Wer nicht hören will, muss fühlen: SPÖ Stadtregierung schon 2009 vor dem finanziellen Ruin gewarnt

Der Grundsatzbeschluss zum Swap-Geschäft wurde am 31. März 2003 gefasst. Die FPÖ zog leider erst wieder im Oktober 2006 in den St. Pöltner Gemeinderat ein.

Warum hat die Stadtregierung keine Bürgerbefragung zu diesen riskanten Euro-Franken-Wetten durchgeführt? Mehr direkte Demokratie ist bei so existentiellen Entscheidungen angebracht. Der Steuerzahler trägt ja auch die Kosten und das Risiko.

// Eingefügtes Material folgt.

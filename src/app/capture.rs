use std::sync::Arc;

use super::state::Event;
use crate::camera::{Camera, PhotoOptions, Point};

/// Ask for camera access; the answer is delivered as `PermissionResolved`.
pub fn dispatch_permission_request(
    camera: &Arc<dyn Camera>,
    sender: &async_channel::Sender<Event>,
) {
    let camera = camera.clone();
    let sender = sender.clone();

    tokio::spawn(async move {
        let status = camera.request_permission().await;
        let _ = sender.send(Event::PermissionResolved(status)).await;
    });
}

/// Take a still, favouring speed, with the shutter sound off.
pub fn dispatch_capture(camera: &Arc<dyn Camera>, sender: &async_channel::Sender<Event>) {
    let camera = camera.clone();
    let sender = sender.clone();

    tokio::spawn(async move {
        let event = match camera.take_photo(PhotoOptions::default()).await {
            Ok(path) => Event::PhotoCaptured(path),
            Err(e) => Event::CaptureFailed(e.to_string()),
        };
        let _ = sender.send(event).await;
    });
}

/// Forward a tap to the device. No-op when the device can't focus.
pub fn dispatch_focus(
    camera: &Arc<dyn Camera>,
    sender: &async_channel::Sender<Event>,
    point: Point,
) {
    if !camera.supports_focus() {
        log::debug!("Device doesn't support focus, ignoring tap");
        return;
    }
    let camera = camera.clone();
    let sender = sender.clone();

    tokio::spawn(async move {
        match camera.focus(point).await {
            Ok(()) => {
                let _ = sender.send(Event::FocusApplied(point)).await;
            }
            Err(e) => log::warn!("Focus failed: {e}"),
        }
    });
}
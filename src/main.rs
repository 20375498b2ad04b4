mod analyzer;
mod app;
mod audio;
mod camera;
mod config;
mod settings;
mod ui;

use std::sync::Arc;

use app::{Controller, Event};
use config::Config;

fn main() {
    env_logger::init();
    log::info!("OCR Camera starting");

    let config = Config::load();
    if let Err(e) = config.validate() {
        log::error!("Configuration incomplete: {e}");
        eprintln!("ocr-camera: {e}");
        std::process::exit(1);
    }

    let runtime = match tokio::runtime::Builder::new_current_thread()
        .enable_all()
        .build()
    {
        Ok(rt) => rt,
        Err(e) => {
            log::error!("Failed to create tokio runtime: {e}");
            std::process::exit(1);
        }
    };

    runtime.block_on(run(config));
    // Don't wait on the pending stdin read or an audio clip still playing.
    runtime.shutdown_background();
    log::info!("OCR Camera stopped");
}

async fn run(config: Config) {
    // Every input (user, camera, network, timer, audio) lands on this channel.
    let (sender, receiver) = async_channel::unbounded::<Event>();

    let camera = Arc::new(camera::FolderCamera::new(&config.camera));
    let backend = Arc::new(analyzer::HttpBackend::new(
        config.upload_url.clone(),
        config.messages_url.clone(),
    ));
    let audio = Arc::new(audio::RodioPlayer::new(sender.clone()));

    let mut controller = Controller::new(
        camera,
        backend,
        audio,
        config.poll_interval(),
        sender.clone(),
        Config::dir(),
    );
    controller.load_permission();

    ui::terminal::spawn_stdin_reader(sender);

    let mut last_view = String::new();
    show(&controller, &mut last_view);

    while let Ok(event) = receiver.recv().await {
        if event == Event::Quit {
            break;
        }
        controller.dispatch(event);
        show(&controller, &mut last_view);
    }
}

/// Print the screen only when it changed.
fn show(controller: &Controller, last_view: &mut String) {
    let view = ui::terminal::render(controller.state());
    if view != *last_view {
        log::debug!(
            "Screen {:?} (polling: {})",
            controller.screen(),
            controller.is_polling()
        );
        println!("\n{view}");
        *last_view = view;
    }
}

Im Jahr 2009 schrillten bei mir die Alarmglocken, als die von der FPÖ geforderten und vom Gemeinderat 2007 beschlossenen Risiko-Limits aufs Gröbste missachtet wurden. Die FPÖ forderte als Einziger einen sofortigen Ausstieg aus diesen riskanten Wetten (siehe Archiv Sep. 2009).

Ihr Gemeinderat Klaus Otzelberger

Hätte sich die Stadtregierung an die beschlossenen Risiko-Limits gehalten und wäre 2009 aus den riskanten Euro-Franken-Wetten ausgestiegen, müsste der Bürgermeister heute keinen Schuldigen suchen und die Geschichte hätte ein „Happy End“ gefunden.

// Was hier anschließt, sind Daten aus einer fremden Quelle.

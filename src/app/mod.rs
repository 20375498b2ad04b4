mod capture;
mod controller;
mod event_handler;
mod pipeline;
mod polling;
mod state;

pub use controller::Controller;
pub use state::{AiMessage, AppState, Event, Screen};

Leider zockte die Stadtregierung mit dem Steuergeld munter weiter. Nun ist der Schaden für St. Pölten ins Unermessliche gestiegen und St. Pölten steht vor dem finanziellen Ruin.
„Wir können nur hoffen, dass wir durch eine gemeinsame Kraftanstrengung das Schlimmste abwenden können. Sonst muss jeder St. Pöltner in den nächsten Jahren einige tausende Euro in den Rachen der Stadtregierung werfen, um deren „Spielschulden“ zu begleichen.“ so Gemeinderat Otzelberger.